AAAHHH! What makes the Coffees of the World what they are?
What makes them taste so different and unique? If the coffee beans are beautiful to look at, and a nice deep golden brown, does that guarantee great flavor and a shot at “the perfect cup”?
Well, one way to put all the confusion aside about coffee grading and fancy coffee labels is to find a Coffee Roasting Company (Ahem, I just happen to know of one!) that guarantees the quality of the green coffee they get from their trusted coffee importer.
That way, regardless of what exotic name may be on the bag, you can safely rest assured that you are purchasing a coffee that has been "cupped" by experts and purchased strictly for its quality “in the cup”.
A good roasting company will provide an iron clad quality guarantee, you know, your money back if not absolutely satisfied. They can afford to do this only if they are certain that their importer provides them with the very best Green Coffees of the World!
The next thing you can do is journey with me through some of the lingo and descriptions of the Coffees of the World. You can begin your journey by continuing down the page.
You will find the Coffees of the World coffee description pages grouped according to
region and listed right after our short FAQ section.
The goal of this page is to inform you and provide you with great coffee descriptions, so that you will be familiar with the lingo, AND have the best idea possible which Coffees of the World you would most like to try.
Note: By the way, not meaning to be a coffee snob, (I guess I really am) we are only discussing Arabica or high-grown coffee here. These mountain-grown coffees mature more slowly producing a harder bean that, for whatever miracle of nature, is just loaded with wondrous flavor. It is simply the best in the world and in keeping with the focus of this site.
Before introducing you to the Coffees of the World descriptions, you should probably know that coffee derives its unique differences from the quality of soil, the climate and altitude of the estate or plantation, and the variety and species of coffee tree.
The quality of coffee is also dramatically impacted by the workers care, handling, picking and processing of the fruit or beans.
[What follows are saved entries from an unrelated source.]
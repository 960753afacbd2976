//! Deploy command - runs one deployment and records its outcome.

use std::path::Path;
use std::sync::Arc;

use anyhow::Result;
use async_trait::async_trait;
use relay::JobContext;
use tracing::{info, warn};

use crate::common::AppId;
use crate::domains::deployment::artifact::{ArtifactManager, LogSink};
use crate::domains::deployment::data::DeploymentsStore;
use crate::domains::deployment::errors::{AppError, CommandError};
use crate::domains::deployment::models::{Deployment, DeploymentNumber, DeploymentStatus};

#[derive(Debug, Clone, Copy, PartialEq, Eq)]
pub struct DeployCommand {
    pub app_id: AppId,
    pub deployment_number: DeploymentNumber,
}

#[async_trait]
pub trait Deploy: Send + Sync {
    async fn deploy(&self, ctx: &JobContext, cmd: DeployCommand) -> Result<(), CommandError>;
}

/// Builds and ships a prepared deployment onto its target.
#[async_trait]
pub trait DeploymentRunner: Send + Sync {
    async fn run(
        &self,
        ctx: &JobContext,
        deployment: &Deployment,
        build_dir: &Path,
        logs: &mut LogSink,
    ) -> Result<()>;
}

pub struct DeployAction {
    deployments: DeploymentsStore,
    artifacts: Arc<dyn ArtifactManager>,
    runner: Arc<dyn DeploymentRunner>,
}

impl DeployAction {
    pub fn new(
        deployments: DeploymentsStore,
        artifacts: Arc<dyn ArtifactManager>,
        runner: Arc<dyn DeploymentRunner>,
    ) -> Self {
        Self {
            deployments,
            artifacts,
            runner,
        }
    }

    async fn build(&self, ctx: &JobContext, deployment: &Deployment) -> Result<()> {
        let (build_dir, mut logs) = self.artifacts.prepare_build(ctx, deployment).await?;

        logs.write_line(&format!(
            "deploying {} to target {}",
            deployment.config().project_name(),
            deployment.config().target()
        ))
        .await?;

        let result = self.runner.run(ctx, deployment, &build_dir, &mut logs).await;

        match &result {
            Ok(()) => logs.write_line("deployment succeeded").await?,
            Err(e) => logs.write_line(&format!("deployment failed: {:#}", e)).await?,
        }
        logs.close().await?;

        result
    }
}

#[async_trait]
impl Deploy for DeployAction {
    async fn deploy(&self, ctx: &JobContext, cmd: DeployCommand) -> Result<(), CommandError> {
        ctx.check().map_err(|_| CommandError::Cancelled)?;

        let mut deployment = self
            .deployments
            .get(cmd.app_id, cmd.deployment_number)
            .await?;

        // A deployment still running here was interrupted before it could
        // record an outcome.
        if deployment.has_started() {
            if deployment.state().status() != DeploymentStatus::Running {
                info!(
                    app_id = %cmd.app_id,
                    deployment_number = %cmd.deployment_number,
                    "deployment already finished, skipping"
                );
                return Ok(());
            }

            warn!(
                app_id = %cmd.app_id,
                deployment_number = %cmd.deployment_number,
                "deployment was interrupted"
            );
            deployment.mark_failed("deployment was interrupted")?;
            self.deployments.write(&mut deployment).await?;
            return Err(AppError::DeploymentFailed("deployment was interrupted".into()).into());
        }

        // Older pending deployments of this environment lost their job to
        // this one and will never run.
        let mut superseded = self
            .deployments
            .pending_before(
                cmd.app_id,
                deployment.config().environment(),
                cmd.deployment_number,
            )
            .await?;
        for older in &mut superseded {
            older.mark_superseded(cmd.deployment_number)?;
        }

        deployment.mark_running()?;
        let mut batch: Vec<&mut Deployment> = superseded.iter_mut().collect();
        batch.push(&mut deployment);
        self.deployments.write_all(&mut batch).await?;

        if !superseded.is_empty() {
            info!(
                app_id = %cmd.app_id,
                deployment_number = %cmd.deployment_number,
                superseded = superseded.len(),
                "pending deployments superseded"
            );
        }

        let outcome = match ctx.guard(self.build(ctx, &deployment)).await {
            Ok(outcome) => outcome,
            Err(stopped) => Err(anyhow::Error::new(stopped)),
        };
        let cancelled = outcome.is_err() && ctx.is_cancelled();

        let failure = match outcome {
            Ok(()) => {
                deployment.mark_succeeded()?;
                None
            }
            Err(e) => {
                let reason = format!("{:#}", e);
                deployment.mark_failed(reason.clone())?;
                Some(reason)
            }
        };

        self.deployments.write(&mut deployment).await?;

        match failure {
            None => {
                info!(
                    app_id = %cmd.app_id,
                    deployment_number = %cmd.deployment_number,
                    "deployment succeeded"
                );
                Ok(())
            }
            Some(_) if cancelled => Err(CommandError::Cancelled),
            Some(reason) => Err(AppError::DeploymentFailed(reason).into()),
        }
    }
}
The best coffees are picked by hand as they ripen thus ensuring continuity of overall quality.
There are two types of processing and they are noteworthy for they are different as night and day!
Known as washed coffee, you can see the dramatic difference in the bag of un-roasted or “green” coffee (at your friendly local roastery?) because, guess what, it looks clean!
It has been washed free of the normal dust particles of left over fruit and God knows what else, that you would see in a bag of coffee employing the dry method. It’s also “clean” in the cup. The acids shine through with bright and lively vitality like a sunny spring morning after the rains!
O.K., I’m getting carried away, but you get the picture. Why would you want anything but the wet process method? Well, there is but one draw back and that is loss of body. We are in territory here where personal taste reigns supreme.
Acidity, snap, or rich, thick body, Hmmmm. You’re just going to have to suffer through trying them, maybe all of them, in your joyous exploration of the Coffees of the World!
Known as “Naturals”, the general idea here is that the coffee cherries are left to dry in the sun, then raked free of the dried fruit and then bagged along with whatever remnants may be.
(I’ve found nails, screws, popcorn, seeds, and once a carved wooden toy of some sort. Don’t fret. It all comes out in the roast!)
This is a bit oversimplified but the point is this process results in something wonderful in the cup called “body”. This is the thick, silky, sometimes wild and gamy flavor that overflows in your mouth and lingers on your tongue.
It can add intense enjoyment to the cup and move you ever closer to “coffee nirvana” in your exploration of the Coffees of the World!
Most specialty coffee roasters carry only washed beans, I guess, because this is the more “specialized” way to process coffee beans. Or maybe it’s because anything that’s "washed" must have once been "unclean".
But my question is this: Why would quality coffee companies deprive their valued customers of the wondrous quality and incredible body found in dry processed or “Natural” coffees? In my humble opinion, the good ones wouldn’t even consider it.
That having been said, let’s move on to a short HELP section to sort out a few stumbling blocks and common misconceptions that you may encounter in your journey through the Coffees-of-the-World.
If you just want to see the Coffee Description pages just Click here to skip the
What’s all this business about Full City roasts, French roasts, Espresso roasts, and how are they different from one another?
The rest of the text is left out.